### What the exercise asks
Take the data below and extract the lines from the one with "Domain::IPV4" to the one with "Err(error) if error.kind()", inclusive, exactly as written.

____________

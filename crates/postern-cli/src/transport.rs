//! Socket transport for a single request/response exchange.
//!
//! A [`Session`] moves from connected to closed exactly once. The protocol
//! has no length prefix or terminator, so [`Session::receive`] reads until a
//! read adds nothing and, with balanced framing, stops early as soon as the
//! response envelope's brackets close.

use std::io::{self, Read, Write};
use std::net::TcpStream;

use socket2::{Domain, Protocol, SockAddr, Socket, Type};
use tracing::{debug, trace};

use postern_config::{Framing, ServerEndpoint};
use postern_proto::{Envelope, FrameScanner};

use crate::AppError;

/// Size of each socket read.
pub(crate) const RECEIVE_CHUNK: usize = 4096;

/// An open connection to the server.
pub(crate) struct Session<S> {
    stream: Option<S>,
}

/// Opens a blocking TCP connection to `endpoint`.
pub(crate) fn connect(endpoint: &ServerEndpoint) -> Result<Session<TcpStream>, AppError> {
    let connect_error = |source| AppError::Connect {
        endpoint: endpoint.to_string(),
        source,
    };
    let domain = if endpoint.is_v6() {
        Domain::IPV6
    } else {
        Domain::IPV4
    };
    let socket = Socket::new(domain, Type::STREAM, Some(Protocol::TCP)).map_err(connect_error)?;
    socket
        .connect(&SockAddr::from(endpoint.socket_addr()))
        .map_err(connect_error)?;
    debug!(%endpoint, "connected");
    Ok(Session::new(TcpStream::from(socket)))
}

impl<S: Read + Write> Session<S> {
    pub(crate) const fn new(stream: S) -> Self {
        Self {
            stream: Some(stream),
        }
    }

    fn stream_mut(&mut self) -> Result<&mut S, AppError> {
        self.stream.as_mut().ok_or(AppError::SessionClosed)
    }

    /// Writes the whole envelope and flushes it.
    pub(crate) fn send(&mut self, envelope: &Envelope) -> Result<(), AppError> {
        let stream = self.stream_mut()?;
        stream
            .write_all(envelope.as_bytes())
            .map_err(AppError::SendRequest)?;
        stream.flush().map_err(AppError::SendRequest)?;
        debug!(bytes = envelope.as_bytes().len(), "request sent");
        Ok(())
    }

    /// Reads the response text.
    pub(crate) fn receive(&mut self, framing: Framing) -> Result<String, AppError> {
        let stream = self.stream_mut()?;
        let mut accumulated: Vec<u8> = Vec::new();
        let mut chunk = [0_u8; RECEIVE_CHUNK];
        let mut scanner = FrameScanner::new();

        loop {
            let read = match stream.read(&mut chunk) {
                Ok(read) => read,
                Err(error) if error.kind() == io::ErrorKind::Interrupted => continue,
                Err(error) => return Err(AppError::ReadResponse(error)),
            };
            if read == 0 {
                break;
            }
            let received = chunk.get(..read).unwrap_or_default();
            accumulated.extend_from_slice(received);
            trace!(read, total = accumulated.len(), "received chunk");
            if framing == Framing::Balanced && scanner.feed(received) {
                break;
            }
        }

        debug!(bytes = accumulated.len(), %framing, "response received");
        Ok(String::from_utf8_lossy(&accumulated).into_owned())
    }

    /// Releases the connection. Later calls do nothing.
    pub(crate) fn close(&mut self) {
        if self.stream.take().is_some() {
            debug!("connection closed");
        }
    }
}
//! Structured logging initialisation for the client.
//!
//! Diagnostics go to stderr so stdout carries only command output.

use std::io::{self, IsTerminal};

use once_cell::sync::OnceCell;
use tracing::{Subscriber, subscriber::SetGlobalDefaultError};
use tracing_subscriber::EnvFilter;
use tracing_subscriber::fmt;

use postern_config::{Config, LogFormat};

static TELEMETRY_GUARD: OnceCell<()> = OnceCell::new();

/// Errors encountered while configuring telemetry.
#[derive(Debug, thiserror::Error)]
pub(crate) enum TelemetryError {
    /// Failed to parse the configured log filter expression.
    #[error("invalid log filter: {0}")]
    Filter(String),
    /// Failed to install the tracing subscriber.
    #[error("failed to install telemetry subscriber: {0}")]
    Subscriber(SetGlobalDefaultError),
}

/// Installs the global tracing subscriber on first use.
///
/// Later calls return immediately. A subscriber installed by someone else
/// (for example a test harness) is left in place.
pub(crate) fn initialise(config: &Config) -> Result<(), TelemetryError> {
    TELEMETRY_GUARD
        .get_or_try_init(|| install_subscriber(config))
        .map(|_| ())
}

fn install_subscriber(config: &Config) -> Result<(), TelemetryError> {
    let filter = EnvFilter::try_new(config.log_filter())
        .map_err(|error| TelemetryError::Filter(error.to_string()))?;

    let builder = |filter: EnvFilter| {
        fmt::Subscriber::builder()
            .with_env_filter(filter)
            .with_target(true)
            .with_level(true)
            .with_writer(io::stderr)
            .with_ansi(io::stderr().is_terminal())
            .with_timer(fmt::time::UtcTime::rfc_3339())
    };

    let subscriber: Box<dyn Subscriber + Send + Sync> = match config.log_format() {
        LogFormat::Json => Box::new(builder(filter).json().flatten_event(true).finish()),
        LogFormat::Compact => Box::new(builder(filter).compact().finish()),
    };

    match tracing::subscriber::set_global_default(subscriber) {
        Ok(()) => Ok(()),
        Err(_) if tracing::dispatcher::has_been_set() => Ok(()),
        Err(error) => Err(TelemetryError::Subscriber(error)),
    }
}
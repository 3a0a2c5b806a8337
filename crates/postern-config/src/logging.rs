use serde::{Deserialize, Serialize};
use strum::{Display, EnumString};

/// Supported logging output formats.
#[derive(
    Debug, Clone, Copy, Default, Deserialize, Serialize, PartialEq, Eq, EnumString, Display,
)]
#[serde(rename_all = "snake_case")]
#[strum(serialize_all = "snake_case", ascii_case_insensitive)]
pub enum LogFormat {
    /// Human-readable single line output.
    #[default]
    Compact,
    /// Structured JSON suitable for ingestion by logging stacks.
    Json,
}

/// Errors encountered while parsing a [`LogFormat`] from text.
pub type LogFormatParseError = strum::ParseError;
//! Configuration loading helpers for the postern CLI.
//!
//! Leading configuration flags are routed to `ortho_config`; everything from
//! the first other token onwards is left for the command parser.

use std::ffi::{OsStr, OsString};

use ortho_config::OrthoConfig as _;
use postern_config::Config;

use crate::AppError;

/// Flags handled by the configuration loader rather than the command parser.
///
/// Keep in step with the fields of `postern_config::Config`. Address and port
/// are absent: `-a`/`-p` are parsed by clap and applied on top of the loaded
/// configuration.
pub(crate) const CONFIG_CLI_FLAGS: &[&str] = &[
    "--config-path",
    "--token-path",
    "--log-filter",
    "--log-format",
    "--framing",
];

pub(crate) trait ConfigLoader {
    /// Loads configuration for the CLI.
    ///
    /// # Flag Ordering
    ///
    /// Configuration flags must appear before any other argument. Flags that
    /// follow will reach the command parser, which rejects them.
    fn load(&self, args: &[OsString]) -> Result<Config, AppError>;
}

pub(crate) struct OrthoConfigLoader;

#[derive(Debug, Clone, Copy)]
enum FlagAction {
    Include { needs_value: bool },
    Skip,
}

impl ConfigLoader for OrthoConfigLoader {
    fn load(&self, args: &[OsString]) -> Result<Config, AppError> {
        Config::load_from_iter(args.iter().cloned()).map_err(AppError::LoadConfiguration)
    }
}

impl OrthoConfigLoader {
    fn process_config_flag(argument: &OsStr) -> FlagAction {
        let argument_text = argument.to_string_lossy();
        if !argument_text.starts_with("--") {
            return FlagAction::Skip;
        }

        let (flag, has_inline_value) = match argument_text.split_once('=') {
            Some((flag, _)) => (flag, true),
            None => (&*argument_text, false),
        };

        if CONFIG_CLI_FLAGS.contains(&flag) {
            return FlagAction::Include {
                needs_value: !has_inline_value,
            };
        }

        FlagAction::Skip
    }
}

pub(crate) struct ConfigArgumentSplit {
    pub(crate) config_arguments: Vec<OsString>,
    pub(crate) command_start: usize,
}

pub(crate) fn split_config_arguments(args: &[OsString]) -> ConfigArgumentSplit {
    let Some(program) = args.first() else {
        return ConfigArgumentSplit {
            config_arguments: Vec::new(),
            command_start: 0,
        };
    };

    let mut filtered: Vec<OsString> = vec![program.clone()];
    let mut command_start = 1_usize;
    let mut pending_value = false;

    for argument in args.iter().skip(1) {
        if pending_value {
            filtered.push(argument.clone());
            pending_value = false;
            command_start += 1;
            continue;
        }

        match OrthoConfigLoader::process_config_flag(argument.as_os_str()) {
            FlagAction::Include { needs_value } => {
                filtered.push(argument.clone());
                command_start += 1;
                pending_value = needs_value;
            }
            FlagAction::Skip => break,
        }
    }

    ConfigArgumentSplit {
        config_arguments: filtered,
        command_start,
    }
}

/// Program name followed by the arguments meant for clap.
pub(crate) fn prepare_cli_arguments(
    args: &[OsString],
    split: &ConfigArgumentSplit,
) -> Vec<OsString> {
    args.first()
        .into_iter()
        .chain(args.iter().skip(split.command_start))
        .cloned()
        .collect()
}
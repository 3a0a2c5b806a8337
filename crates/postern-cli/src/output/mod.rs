//! Rendering of decoded responses.
//!
//! Human output keeps the `SUCCESS:`/`ERROR:` layout users of the mail
//! service expect. JSON output serialises the decoded result unchanged.

mod render;

use clap::ValueEnum;
use postern_proto::DecodedResult;

use crate::AppError;

pub use render::render_human_output;

/// Output format for decoded responses.
#[derive(Clone, Copy, Debug, Default, Eq, PartialEq, ValueEnum)]
pub enum OutputFormat {
    /// `SUCCESS:`/`ERROR:` text.
    #[default]
    Human,
    /// One JSON document per response.
    Json,
}

/// Renders `result` in the requested format, newline terminated.
pub(crate) fn render(format: OutputFormat, result: &DecodedResult) -> Result<String, AppError> {
    match format {
        OutputFormat::Human => Ok(render_human_output(result)),
        OutputFormat::Json => {
            let mut text = serde_json::to_string(result).map_err(AppError::SerialiseResponse)?;
            text.push('\n');
            Ok(text)
        }
    }
}
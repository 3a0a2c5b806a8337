//! Error types for the CLI runtime.

use std::io;
use std::sync::Arc;

use camino::Utf8PathBuf;
use thiserror::Error;

use postern_config::EndpointError;
use postern_proto::{EncodeError, ProtocolError};

use crate::telemetry::TelemetryError;

#[derive(Debug, Error)]
pub(crate) enum AppError {
    #[error("failed to load configuration: {0}")]
    LoadConfiguration(Arc<ortho_config::OrthoError>),
    #[error("{0}")]
    CliUsage(clap::Error),
    #[error("failed to initialise logging: {0}")]
    Telemetry(#[from] TelemetryError),
    #[error("failed to resolve server address: {0}")]
    Resolve(#[from] EndpointError),
    #[error("failed to connect to server at {endpoint}: {source}")]
    Connect { endpoint: String, source: io::Error },
    #[error("failed to send request to server: {0}")]
    SendRequest(io::Error),
    #[error("failed to read response from server: {0}")]
    ReadResponse(io::Error),
    #[error("connection to the server is already closed")]
    SessionClosed,
    #[error(transparent)]
    Encode(#[from] EncodeError),
    #[error("malformed server response: {0}")]
    Protocol(#[from] ProtocolError),
    #[error("failed to read token file {path}: {source}")]
    ReadToken { path: Utf8PathBuf, source: io::Error },
    #[error("failed to write token file {path}: {source}")]
    WriteToken { path: Utf8PathBuf, source: io::Error },
    #[error("failed to remove token file {path}: {source}")]
    RemoveToken { path: Utf8PathBuf, source: io::Error },
    #[error("failed to serialise response: {0}")]
    SerialiseResponse(serde_json::Error),
    #[error("failed to write output: {0}")]
    WriteOutput(io::Error),
}
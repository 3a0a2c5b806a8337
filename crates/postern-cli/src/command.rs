//! Conversion from parsed arguments to protocol commands.

use postern_proto::{Command, Credentials, Draft};

use crate::cli::CliCommand;

impl From<CliCommand> for Command {
    fn from(command: CliCommand) -> Self {
        match command {
            CliCommand::Register { username, password } => {
                Self::Register(Credentials::new(username, &password))
            }
            CliCommand::Login { username, password } => {
                Self::Login(Credentials::new(username, &password))
            }
            CliCommand::List => Self::List,
            CliCommand::Send {
                recipient,
                subject,
                body,
            } => Self::Send(Draft {
                recipient,
                subject,
                body,
            }),
            CliCommand::Fetch { id } => Self::Fetch { id },
            CliCommand::Logout => Self::Logout,
        }
    }
}
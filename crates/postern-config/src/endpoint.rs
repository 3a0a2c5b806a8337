use std::fmt;
use std::net::{IpAddr, Ipv6Addr, SocketAddr, ToSocketAddrs};

use thiserror::Error;

/// Resolved address of the mail server.
#[derive(Debug, Clone, Copy, PartialEq, Eq)]
pub struct ServerEndpoint {
    address: IpAddr,
    port: u16,
}

impl ServerEndpoint {
    /// Builds an endpoint from an already resolved address.
    #[must_use]
    pub const fn new(address: IpAddr, port: u16) -> Self {
        Self { address, port }
    }

    /// Resolves `host` into an endpoint.
    ///
    /// `localhost` maps to the IPv6 loopback address. IP literals are used as
    /// given, with or without surrounding brackets. Any other name goes
    /// through the system resolver, preferring the first IPv4 result.
    ///
    /// # Errors
    ///
    /// Fails when the host is blank, the port is zero, or the name cannot be
    /// resolved.
    pub fn resolve(host: &str, port: u16) -> Result<Self, EndpointError> {
        if port == 0 {
            return Err(EndpointError::InvalidPort);
        }
        let trimmed = host.trim();
        if trimmed.is_empty() {
            return Err(EndpointError::EmptyHost);
        }
        if trimmed.eq_ignore_ascii_case("localhost") {
            return Ok(Self::new(IpAddr::V6(Ipv6Addr::LOCALHOST), port));
        }

        let literal = trimmed
            .strip_prefix('[')
            .and_then(|inner| inner.strip_suffix(']'))
            .unwrap_or(trimmed);
        if let Ok(address) = literal.parse::<IpAddr>() {
            return Ok(Self::new(address, port));
        }

        lookup(trimmed, port)
    }

    /// Server IP address.
    #[must_use]
    pub const fn address(&self) -> IpAddr {
        self.address
    }

    /// Server TCP port.
    #[must_use]
    pub const fn port(&self) -> u16 {
        self.port
    }

    /// Whether the address is IPv6.
    #[must_use]
    pub const fn is_v6(&self) -> bool {
        self.address.is_ipv6()
    }

    /// Socket address to connect to.
    #[must_use]
    pub const fn socket_addr(&self) -> SocketAddr {
        SocketAddr::new(self.address, self.port)
    }
}

fn lookup(host: &str, port: u16) -> Result<ServerEndpoint, EndpointError> {
    let candidates: Vec<SocketAddr> = (host, port)
        .to_socket_addrs()
        .map_err(|source| EndpointError::Lookup {
            host: host.to_owned(),
            source,
        })?
        .collect();
    candidates
        .iter()
        .find(|candidate| candidate.is_ipv4())
        .or_else(|| candidates.first())
        .map(|chosen| ServerEndpoint::new(chosen.ip(), port))
        .ok_or_else(|| EndpointError::Unresolvable {
            host: host.to_owned(),
        })
}

impl fmt::Display for ServerEndpoint {
    fn fmt(&self, formatter: &mut fmt::Formatter<'_>) -> fmt::Result {
        write!(formatter, "tcp://{}", self.socket_addr())
    }
}

/// Errors raised while resolving the server endpoint.
#[derive(Debug, Error)]
pub enum EndpointError {
    /// The configured address was blank.
    #[error("server address is empty")]
    EmptyHost,
    /// Port zero cannot be connected to.
    #[error("server port must be between 1 and 65535")]
    InvalidPort,
    /// The system resolver failed.
    #[error("failed to resolve '{host}': {source}")]
    Lookup {
        host: String,
        #[source]
        source: std::io::Error,
    },
    /// The resolver returned no addresses.
    #[error("'{host}' did not resolve to any address")]
    Unresolvable { host: String },
}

____________

### Answer to this task
        Domain::IPV4
    };
    let socket = Socket::new(domain, Type::STREAM, Some(Protocol::TCP)).map_err(connect_error)?;
    socket
        .connect(&SockAddr::from(endpoint.socket_addr()))
        .map_err(connect_error)?;
    debug!(%endpoint, "connected");
    Ok(Session::new(TcpStream::from(socket)))
}

impl<S: Read + Write> Session<S> {
    pub(crate) const fn new(stream: S) -> Self {
        Self {
            stream: Some(stream),
        }
    }

    fn stream_mut(&mut self) -> Result<&mut S, AppError> {
        self.stream.as_mut().ok_or(AppError::SessionClosed)
    }

    /// Writes the whole envelope and flushes it.
    pub(crate) fn send(&mut self, envelope: &Envelope) -> Result<(), AppError> {
        let stream = self.stream_mut()?;
        stream
            .write_all(envelope.as_bytes())
            .map_err(AppError::SendRequest)?;
        stream.flush().map_err(AppError::SendRequest)?;
        debug!(bytes = envelope.as_bytes().len(), "request sent");
        Ok(())
    }

    /// Reads the response text.
    pub(crate) fn receive(&mut self, framing: Framing) -> Result<String, AppError> {
        let stream = self.stream_mut()?;
        let mut accumulated: Vec<u8> = Vec::new();
        let mut chunk = [0_u8; RECEIVE_CHUNK];
        let mut scanner = FrameScanner::new();

        loop {
            let read = match stream.read(&mut chunk) {
                Ok(read) => read,
                Err(error) if error.kind() == io::ErrorKind::Interrupted => continue,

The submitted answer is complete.